El astronauta de la ESA Paolo Nespoli regresa a la Tierra desde la ISS


El astronauta de la ESA Paolo Nespoli aterrizó a primera hora de esta mañana tras pasar 139 días en el espacio. Para regresar desde la Estación Espacial Internacional (ISS), tuvo que pasar de 28.800 km/h a cero en apenas tres horas.

Paolo y sus compañeros Randy Bresnik de la NASA y Sergei Ryazansky de Roscosmos se posaron en las estepas kazajas a las 08:37 GMT.
La nave Soyuz MS-05 soportó el estrés del descenso y el aterrizaje según lo previsto: su escudo térmico alcanzó 1.600 °C durante la reentrada a la atmósfera, mientras los astronautas experimentaban hasta cuatro veces su propio peso.

A 10 km de altitud se desplegaron los paracaídas, antes de que los retrocohetes proporcionaran el frenado final, metros antes de tocar tierra.

Así recuerda Paolo su aterrizaje en 2011: “El denominado ‘aterrizaje suave’ es más bien como el choque frontal entre un camión y un utilitario, y el conductor del utilitario eres tú”.

Durante los cinco meses de su misión, Paolo orbitó la Tierra 2.224 veces, vió 35.000 amaneceres y atardeceres, y recorrió 94 millones de kilómetros.
Esta es su tercera misión y su tercera visita a la Estación, por lo que suma 313 días en el espacio, un récord para los astronautas de la ESA solo superado por Thomas Reiter.

Paolo ha completado más de 60 experimentos durante su misión Vita (siglas en inglés de Vitalidad, Innovación, Tecnología y Habilidad).
Su propio cuerpo ha sido objeto de investigación: sus ojos, sus dolores de cabeza, sus patrones de sueño y sus hábitos alimenticios han sido monitorizados para saber más sobre cómo los humanos se adaptan a la vida en el espacio.
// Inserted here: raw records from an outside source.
//! GNews 风格的新闻 API 客户端
//!
//! GET {base}/search?q=..&lang=..&max=..&apikey=.. 与 GET {base}/top-headlines，
//! 响应形如 {"articles":[{"title","url","publishedAt","source":{"name"}}]}。

use std::time::Duration;

use async_trait::async_trait;
use reqwest::Client;
use serde::Deserialize;

use crate::config::NewsSourceSection;
use crate::sources::{Headline, NewsSource, SourceError};

#[derive(Debug, Deserialize)]
struct ArticlesResponse {
    #[serde(default)]
    articles: Vec<Article>,
}

#[derive(Debug, Deserialize)]
struct Article {
    title: String,
    #[serde(default)]
    url: Option<String>,
    #[serde(rename = "publishedAt", default)]
    published_at: Option<String>,
    #[serde(default)]
    source: Option<ArticleSource>,
}

#[derive(Debug, Deserialize)]
struct ArticleSource {
    #[serde(default)]
    name: Option<String>,
}

/// 解析 articles 响应体
pub fn parse_articles(body: &str) -> Result<Vec<Headline>, SourceError> {
    let resp: ArticlesResponse =
        serde_json::from_str(body).map_err(|e| SourceError::Decode(e.to_string()))?;
    Ok(resp
        .articles
        .into_iter()
        .map(|a| Headline {
            title: a.title,
            source: a
                .source
                .and_then(|s| s.name)
                .unwrap_or_else(|| "Unknown source".to_string()),
            published: a.published_at,
            url: a.url,
        })
        .collect())
}

/// HTTP 新闻源
pub struct HttpNewsSource {
    client: Client,
    base_url: String,
    api_key: String,
    lang: String,
    max_results: u32,
}

impl HttpNewsSource {
    pub fn new(base_url: &str, api_key: &str, lang: &str, max_results: u32, timeout_secs: u64) -> Self {
        let client = Client::builder()
            .timeout(Duration::from_secs(timeout_secs))
            .build()
            .unwrap_or_default();
        Self {
            client,
            base_url: base_url.trim_end_matches('/').to_string(),
            api_key: api_key.to_string(),
            lang: lang.to_string(),
            max_results,
        }
    }

    /// 从 [sources.news] 创建；API Key 从 api_key_env 指定的环境变量读取
    pub fn from_config(cfg: &NewsSourceSection) -> Result<Self, SourceError> {
        let key = std::env::var(&cfg.api_key_env)
            .ok()
            .filter(|k| !k.trim().is_empty())
            .ok_or_else(|| SourceError::MissingApiKey(cfg.api_key_env.clone()))?;
        Ok(Self::new(
            &cfg.base_url,
            &key,
            &cfg.lang,
            cfg.max_results,
            cfg.timeout_secs,
        ))
    }

    async fn get_articles(&self, path: &str, extra: &[(&str, &str)]) -> Result<Vec<Headline>, SourceError> {
        let url = format!("{}/{}", self.base_url, path);
        let max = self.max_results.to_string();
        let mut query: Vec<(&str, &str)> = vec![
            ("lang", self.lang.as_str()),
            ("max", max.as_str()),
            ("apikey", self.api_key.as_str()),
        ];
        query.extend_from_slice(extra);
        let resp = self.client.get(&url).query(&query).send().await?;
        if !resp.status().is_success() {
            return Err(SourceError::Status(resp.status()));
        }
        let body = resp.text().await?;
        parse_articles(&body)
    }
}

#[async_trait]
impl NewsSource for HttpNewsSource {
    async fn query_news(&self, topic: &str) -> Result<Vec<Headline>, SourceError> {
        tracing::info!(topic = %topic, "news search");
        self.get_articles("search", &[("q", topic)]).await
    }

    async fn top_headlines(&self) -> Result<Vec<Headline>, SourceError> {
        tracing::info!("news top headlines");
        self.get_articles("top-headlines", &[("category", "general")]).await
    }
}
A estos datos se sumarán registros de temperatura, ejercicios musculares y numerosas muestras de sangre y saliva para preparar futuras misiones tripuladas fuera de la Tierra.
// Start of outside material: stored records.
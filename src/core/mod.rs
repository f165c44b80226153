//! 核心层：错误与恢复

pub mod error;
pub mod recovery;

pub use error::{AgentError, RecoveryAction};
pub use recovery::RecoveryEngine;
A unos 400 km del planeta, dio instrucciones a un robot humanoide en Alemania para que reparase tres paneles solares dañados en un terreno que simulaba Marte, mostrando cómo astronautas y robots pueden trabajar juntos en futuras misiones planetarias.
Además, la vida en el espacio podría resultar más sencilla gracias a tablets y teléfonos inteligentes: Paolo probó un sistema de manos libres que muestra instrucciones durante tareas complejas.
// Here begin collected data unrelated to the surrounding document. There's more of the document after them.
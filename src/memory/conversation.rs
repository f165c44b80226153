//! 短期记忆：对话历史
//!
//! 保留最近 N 轮对话，超出时自动剪枝，供 LLM 上下文使用。
//! 工具观察以 "Observation from {tool}: ..." 的 User 消息写回。

use serde::{Deserialize, Serialize};

const OBSERVATION_PREFIX: &str = "Observation from ";

/// 消息角色（与 LLM API 一致）
#[derive(Clone, Debug, PartialEq, Eq, Serialize, Deserialize)]
pub enum Role {
    User,
    Assistant,
    System,
}

/// 单条消息
#[derive(Clone, Debug, Serialize, Deserialize)]
pub struct Message {
    pub role: Role,
    pub content: String,
}

impl Message {
    pub fn user(content: impl Into<String>) -> Self {
        Self {
            role: Role::User,
            content: content.into(),
        }
    }

    pub fn assistant(content: impl Into<String>) -> Self {
        Self {
            role: Role::Assistant,
            content: content.into(),
        }
    }

    pub fn system(content: impl Into<String>) -> Self {
        Self {
            role: Role::System,
            content: content.into(),
        }
    }

    /// 工具观察（作为 User 消息喂回 LLM）
    pub fn observation(tool: &str, observation: &str) -> Self {
        Self::user(format!("{OBSERVATION_PREFIX}{tool}: {observation}"))
    }

    /// 若为工具观察，返回 (tool, observation)
    pub fn as_observation(&self) -> Option<(&str, &str)> {
        if self.role != Role::User {
            return None;
        }
        self.content
            .strip_prefix(OBSERVATION_PREFIX)?
            .split_once(": ")
    }
}

/// 短期记忆：最近 N 轮对话（每轮含 user + assistant，故实际保留约 max_turns*2 条消息）
#[derive(Clone, Debug)]
pub struct ConversationMemory {
    messages: Vec<Message>,
    max_turns: usize,
}

impl ConversationMemory {
    pub fn new(max_turns: usize) -> Self {
        Self {
            messages: Vec::new(),
            max_turns,
        }
    }

    pub fn push(&mut self, msg: Message) {
        self.messages.push(msg);
        self.prune();
    }

    pub fn messages(&self) -> &[Message] {
        &self.messages
    }

    /// 超出 max_turns*2 时丢弃最旧的消息，保留最近部分
    fn prune(&mut self) {
        let keep = self.max_turns * 2;
        if self.messages.len() > keep {
            self.messages.drain(..self.messages.len() - keep);
        }
    }

    pub fn len(&self) -> usize {
        self.messages.len()
    }

    pub fn is_empty(&self) -> bool {
        self.messages.is_empty()
    }
}

#[cfg(test)]
mod tests {
    use super::*;

    #[test]
    fn test_observation_round_trip() {
        let m = Message::observation("search_profiles", "No profiles found.");
        assert_eq!(m.as_observation(), Some(("search_profiles", "No profiles found.")));
        assert_eq!(Message::user("hi").as_observation(), None);
        assert_eq!(
            Message::assistant("Observation from x: y").as_observation(),
            None
        );
    }

    #[test]
    fn test_prune_keeps_recent() {
        let mut mem = ConversationMemory::new(1);
        mem.push(Message::user("a"));
        mem.push(Message::assistant("b"));
        mem.push(Message::user("c"));
        assert_eq!(mem.len(), 2);
        assert_eq!(mem.messages()[0].content, "b");
    }
}
//! LLM 层：客户端抽象与实现（OpenAI 兼容 / Mock）

pub mod mock;
pub mod openai;
pub mod traits;

use std::sync::Arc;

use crate::config::AppConfig;

pub use mock::MockLlmClient;
pub use openai::{OpenAiClient, TokenUsage};
pub use traits::LlmClient;

/// 按配置创建 LLM：provider 非 mock 且有 OPENAI_API_KEY 时走 OpenAI 兼容端点，否则用 Mock。
/// offline_script 为 Mock 的预设回复（离线演示时驱动工具调用）。
pub fn create_llm_from_config(cfg: &AppConfig, offline_script: Vec<String>) -> Arc<dyn LlmClient> {
    let provider = cfg.llm.provider.to_lowercase();
    let api_key = std::env::var("OPENAI_API_KEY")
        .ok()
        .filter(|k| !k.trim().is_empty());

    match api_key {
        Some(key) if provider != "mock" => {
            tracing::info!("Using OpenAI LLM ({})", cfg.llm.model);
            Arc::new(OpenAiClient::new(
                cfg.llm.base_url.as_deref(),
                &cfg.llm.model,
                Some(&key),
            ))
        }
        _ => {
            tracing::warn!("No API key set or provider is mock, using Mock LLM");
            Arc::new(MockLlmClient::scripted(offline_script))
        }
    }
}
Durante Vita hubo mucho tráfico: Paolo recibió cuatro vehículos visitantes y despidió a otros tres cuando abandonaron la Estación. También participó en dos acoplamientos empleando el brazo robótico de la Estación y  ayudó en cuatro paseos espaciales.

Ahora, Paolo pasará una temporada ajetreada de pruebas y sesiones informativas. Los astronautas experimentan una forma de envejecimiento rápido en el espacio, por lo que tienen que volver a adaptarse a vivir en la gravedad. Los científicos investigarán cómo reacciona su cuerpo como caso de estudio.

El siguiente astronauta de la ESA que viajará hasta la ISS será Alexander Gerst, cuyo lanzamiento está programado para el próximo verano.